Selain itu, menurut dia, tidak dibenarkan juga bagi siapa saja yang tidak memberi kebebasan, atau membebani seseorang dengan pekerjaan sehingga dia tidak dapat melaksanakan ajaran agamanya, baik dari segi undang-undang maupun dari segi pandangan Islam.

Pandangan M Quriash Shihab tersebut senada dengan pandangan  Syekh Said Muhammad Ba’asyin dalam kitab Busyrol Karim tentang orang yang bekerja agak berat dalam keseharian. Syekh Said menjelaskan,

 

“Ketika memasuki Ramadhan, pekerja berat seperti buruh tani yang membantu penggarap saat panen dan pekerja berat lainnya, wajib memasang niat puasa di malam hari. Kalau kemudian di siang hari menemukan kesulitan dalam puasanya, ia boleh berbuka. Tetapi kalau ia merasa kuat, maka ia boleh tidak membatalkannya.”

Sementara itu, Syekh Nawawi al-Bantani dalam kitabnya yang berjudul Nihayatuz Zain fi Irsyadin Mubtadi’in menjelaskan bahwa ulama membagi tiga keadaan orang sakit. Pertama, kalau misalnya penyakit diprediksi kritis yang membolehkannya tayamum, maka penderita makruh untuk berpuasa. Ia diperbolehkan tidak berpuasa.

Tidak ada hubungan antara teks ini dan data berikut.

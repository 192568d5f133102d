// Copyright 2019-2021 Parity Technologies (UK) Ltd.
// This file is part of metareg.
//
// metareg is free software: you can redistribute it and/or modify
// it under the terms of the GNU General Public License as published by
// the Free Software Foundation, either version 3 of the License, or
// (at your option) any later version.
//
// metareg is distributed in the hope that it will be useful,
// but WITHOUT ANY WARRANTY; without even the implied warranty of
// MERCHANTABILITY or FITNESS FOR A PARTICULAR PURPOSE.  See the
// GNU General Public License for more details.
//
// You should have received a copy of the GNU General Public License
// along with metareg.  If not, see <http://www.gnu.org/licenses/>.

//! The inverse of [`crate::decoder`]: build call data, extrinsics, signer payloads
//! and storage keys from [`Value`]s, given some [`Metadata`].
//!
//! Nothing here signs anything. Signatures are produced elsewhere (over the bytes
//! from [`encode_signer_payload`]) and handed to [`encode_signed_extrinsic`] as values.

use crate::codec::{encode_value_by_id, EncodeValueError};
use crate::lookup::{TypeDef, TypeId};
use crate::metadata::{Metadata, StorageEntryType};
use crate::value::Value;
use codec::{Compact, Encode};
use metareg_common::{blake2_256, storage_prefix as hashed_prefix};

/// The extrinsic format version this module produces.
pub const EXTRINSIC_VERSION: u8 = 4;

/// Signer payloads longer than this are hashed with blake2-256 before they are signed.
pub const MAX_UNHASHED_PAYLOAD_LEN: usize = 256;

#[derive(Debug, Clone, PartialEq, thiserror::Error)]
pub enum EncodeError {
	#[error(transparent)]
	EncodeValue(#[from] EncodeValueError),
	#[error("No pallet named '{0}' exists in the metadata")]
	PalletNotFound(String),
	#[error("Pallet '{0}' has no calls")]
	NoCalls(String),
	#[error("Pallet '{pallet}' has no call named '{call}'")]
	CallNotFound { pallet: String, call: String },
	#[error("'{call}' takes {expected} arguments but {got} were given")]
	WrongNumberOfArguments { call: String, expected: usize, got: usize },
	#[error("The metadata does not describe the extrinsic {0} type")]
	MissingExtrinsicType(&'static str),
	#[error("Expected {expected} signed extension values but got {got}")]
	WrongNumberOfExtensions { expected: usize, got: usize },
	#[error("No storage entry {pallet}.{entry} exists in the metadata")]
	StorageEntryNotFound { pallet: String, entry: String },
	#[error("Storage entry takes {expected} keys but {got} were given")]
	WrongNumberOfKeys { expected: usize, got: usize },
	#[error("Type with id {0} expected in the metadata but not found")]
	TypeNotFound(u32),
}

/// Encode a call as `pallet index ++ call index ++ arguments`. Arguments are given in the
/// order the call declares them.
pub fn encode_call_data<T>(
	metadata: &Metadata,
	pallet: &str,
	call: &str,
	args: &[Value<T>],
) -> Result<Vec<u8>, EncodeError> {
	let pallet_meta = metadata.pallet_by_name(pallet).ok_or_else(|| EncodeError::PalletNotFound(pallet.into()))?;
	let calls = pallet_meta
		.calls
		.and_then(|ty| metadata.types().variants(ty))
		.ok_or_else(|| EncodeError::NoCalls(pallet.into()))?;
	let variant = calls
		.iter()
		.find(|v| v.name == call)
		.ok_or_else(|| EncodeError::CallNotFound { pallet: pallet.into(), call: call.into() })?;

	if variant.fields.len() != args.len() {
		return Err(EncodeError::WrongNumberOfArguments {
			call: format!("{}.{}", pallet, call),
			expected: variant.fields.len(),
			got: args.len(),
		});
	}

	let mut out = vec![pallet_meta.index, variant.index];
	for (field, arg) in variant.fields.iter().zip(args) {
		encode_value_by_id(arg, field.ty, metadata.types(), &mut out)?;
	}
	log::trace!("Encoded {}.{} into {} bytes", pallet, call, out.len());
	Ok(out)
}

/// Wrap call data into a length prefixed, unsigned extrinsic.
pub fn encode_unsigned_extrinsic(call_data: &[u8]) -> Vec<u8> {
	let mut inner = Vec::with_capacity(call_data.len() + 1);
	inner.push(EXTRINSIC_VERSION);
	inner.extend_from_slice(call_data);
	inner.encode()
}

/// Assemble a length prefixed, signed extrinsic:
/// `0x84 ++ address ++ signature ++ signed extensions ++ call data`.
pub fn encode_signed_extrinsic<T>(
	metadata: &Metadata,
	address: &Value<T>,
	signature: &Value<T>,
	extensions: &[Value<T>],
	call_data: &[u8],
) -> Result<Vec<u8>, EncodeError> {
	let extrinsic = metadata.extrinsic();
	let address_ty = extrinsic.address_ty.ok_or(EncodeError::MissingExtrinsicType("address"))?;
	let signature_ty = extrinsic.signature_ty.ok_or(EncodeError::MissingExtrinsicType("signature"))?;

	let mut inner = vec![0b1000_0000 | EXTRINSIC_VERSION];
	encode_value_by_id(address, address_ty, metadata.types(), &mut inner)?;
	encode_value_by_id(signature, signature_ty, metadata.types(), &mut inner)?;
	encode_extensions(metadata, extensions, |ext| ext.ty, &mut inner)?;
	inner.extend_from_slice(call_data);
	Ok(inner.encode())
}

/// The bytes that a signer signs: `call data ++ signed extensions ++ additional signed`,
/// hashed with blake2-256 if that comes to more than 256 bytes.
pub fn encode_signer_payload<T>(
	metadata: &Metadata,
	call_data: &[u8],
	extensions: &[Value<T>],
	additional_signed: &[Value<T>],
) -> Result<Vec<u8>, EncodeError> {
	let mut out = call_data.to_vec();
	encode_extensions(metadata, extensions, |ext| ext.ty, &mut out)?;
	encode_extensions(metadata, additional_signed, |ext| ext.additional_signed, &mut out)?;
	if out.len() > MAX_UNHASHED_PAYLOAD_LEN {
		return Ok(blake2_256(&out).to_vec());
	}
	Ok(out)
}

fn encode_extensions<T>(
	metadata: &Metadata,
	values: &[Value<T>],
	ty: impl Fn(&crate::metadata::SignedExtensionMetadata) -> TypeId,
	out: &mut Vec<u8>,
) -> Result<(), EncodeError> {
	let exts = &metadata.extrinsic().signed_extensions;
	if exts.len() != values.len() {
		return Err(EncodeError::WrongNumberOfExtensions { expected: exts.len(), got: values.len() });
	}
	for (ext, value) in exts.iter().zip(values) {
		encode_value_by_id(value, ty(ext), metadata.types(), out)?;
	}
	Ok(())
}

/// The full storage key of an entry: `twox128(prefix) ++ twox128(name)`, followed by one
/// hashed key per hasher for maps.
pub fn storage_key<T>(metadata: &Metadata, pallet: &str, entry: &str, keys: &[Value<T>]) -> Result<Vec<u8>, EncodeError> {
	let expected = key_types(metadata, pallet, entry)?.len();
	if keys.len() != expected {
		return Err(EncodeError::WrongNumberOfKeys { expected, got: keys.len() });
	}
	storage_prefix(metadata, pallet, entry, keys)
}

/// Like [`storage_key`], but any number of leading map keys may be given, producing a
/// prefix under which all matching entries live.
pub fn storage_prefix<T>(
	metadata: &Metadata,
	pallet: &str,
	entry: &str,
	keys: &[Value<T>],
) -> Result<Vec<u8>, EncodeError> {
	let key_types = key_types(metadata, pallet, entry)?;
	if keys.len() > key_types.len() {
		return Err(EncodeError::WrongNumberOfKeys { expected: key_types.len(), got: keys.len() });
	}
	let (storage, _) = metadata.storage_entry(pallet, entry).ok_or_else(|| not_found(pallet, entry))?;

	let mut out = hashed_prefix(&storage.prefix, entry).to_vec();
	for ((hasher, ty), key) in key_types.iter().zip(keys) {
		let mut encoded = Vec::new();
		encode_value_by_id(key, *ty, metadata.types(), &mut encoded)?;
		out.extend(hasher.hash(&encoded));
	}
	Ok(out)
}

// One `(hasher, key type)` per map key; nothing for plain entries.
fn key_types(
	metadata: &Metadata,
	pallet: &str,
	entry: &str,
) -> Result<Vec<(metareg_common::StorageHasher, TypeId)>, EncodeError> {
	let (_, entry_meta) = metadata.storage_entry(pallet, entry).ok_or_else(|| not_found(pallet, entry))?;
	let (hashers, key) = match &entry_meta.ty {
		StorageEntryType::Plain(_) => return Ok(Vec::new()),
		StorageEntryType::Map { hashers, key, .. } => (hashers, *key),
	};
	if hashers.len() == 1 {
		return Ok(vec![(hashers[0], key)]);
	}
	match &metadata.types().resolve(key).ok_or(EncodeError::TypeNotFound(key.id()))?.def {
		TypeDef::Tuple(ids) if ids.len() == hashers.len() => Ok(hashers.iter().copied().zip(ids.iter().copied()).collect()),
		_ => Err(EncodeError::WrongNumberOfKeys { expected: hashers.len(), got: 1 }),
	}
}

fn not_found(pallet: &str, entry: &str) -> EncodeError {
	EncodeError::StorageEntryNotFound { pallet: pallet.into(), entry: entry.into() }
}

Kedua, jika penyakit kritis itu benar-benar terjadi, atau kuat diduga kritis, atau kondisi kritisnya dapat menyebabkannya kehilangan nyawa atau menyebabkan disfungsi salah satu organ tubuhnya, maka penderita haram berpuasa. Ia wajib membatalkan puasanya.

Ketiga, kalau sakit ringan yang sekiranya tidak sampai keadaan kritis yang membolehkannya tayamum, penderita haram membatalkan puasanya dan tentu wajib berpuasa sejauh ia tidak khawatir penyakitnya bertambah parah.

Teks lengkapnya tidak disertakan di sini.